A Christian man from IS' stronghold of Mosul, Iraq has shared, in an attempt to force him to convert to Islam, militants strung him up from the ceiling of a jail cell and violently tortured him with nails and barbed wire - yet he refused to deny Christ.
Carlos, a refugee from Mosul living in Jordan, shared with Christian Aid Mission how, when ISIS invaded Mosul in the summer of 2014, they gave Christians four options: leave, convert to Islam, pay a protection tax (jiyza) or be killed.
When Carlos refused to comply with ISIS' demands, militants took him to a location he did not know and hung him upside down by one leg.
"They tortured me by electric shock, beat me with sticks stuck with nails and bound me with barbed wire," he recalled. "They put salt on my wounds. I was shouting from the intense pain."
The torture continued until he appeared in court, where a judge told him that he had to become a Muslim to save his life.
"I refused and said, 'If I die, I will die proud, because I am a Christian,'" he said. "The judge responded, 'You will be shot and executed on Sept. 26."
On that date in 2014, they took him to the outskirts of Mosul, but before the execution the militant in charge went to a corner to call a superior. He returned saying he had orders to leave the Christian there. Kicking and hitting Carlos, ISIS members threw him from a car, the young man said.
"I tried to walk, but after a while, my bleeding wounds caused me to fall down and pass out," he said.
Eventually, the young man regained consciousness in a hospital in Kirkuk.
"In Iraq, they could not treat my leg and told me it needed to be amputated," he said. "But then I went to Spain, and my leg was treated in the Spanish hospital through an organization. Thank God I can walk now, but I have nothing to live on here in Jordan."
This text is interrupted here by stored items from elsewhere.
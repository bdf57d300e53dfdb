use serde::{Deserialize, Serialize};

// Outbound control frames understood by the device firmware.
#[derive(Debug, Clone, Copy, PartialEq, Eq, Serialize, Deserialize)]
#[serde(tag = "type", rename_all = "snake_case")]
pub enum OutboundCommand {
    Hello,
    SetLed1 { value: bool },
    SetBrightness { value: u8 }, // 0..=100
}

impl OutboundCommand {
    pub fn to_frame(&self) -> Result<String, serde_json::Error> {
        serde_json::to_string(self)
    }
}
Although there was over 1.5 million Christians in Iraq before conflict began in 2003, a report released in May revealed that that as much as 80 percent of Iraq's Christian population has fled from their homes, leaving less than 275,000 believers in the country.
An independent United Nations commission on Syria ruled in June that IS has committed genocide against Yazidis; however, it hasn't yet ruled that the group has committed genocide against Christians.
Speaking to The Gospel Herald, Chaldean American Spokesman Mark Arabo said, "The world has not seen a humanitarian crisis like Iraq and Syria since the Holocaust, it's a full-blown Christian genocide. Our churches are being destroyed, our museums wiped out, women and children wiped out because of their faith. We are hopeful that we will get some confirmation from Washington that President-elect Trump and the new congress will work together to make sure that they end this genocide."
He added, "We need to stay the course and make sure that those in the camps are not forgotten about, and let the world know that history will not be kind to any elected official that does not save the victims of this genocide."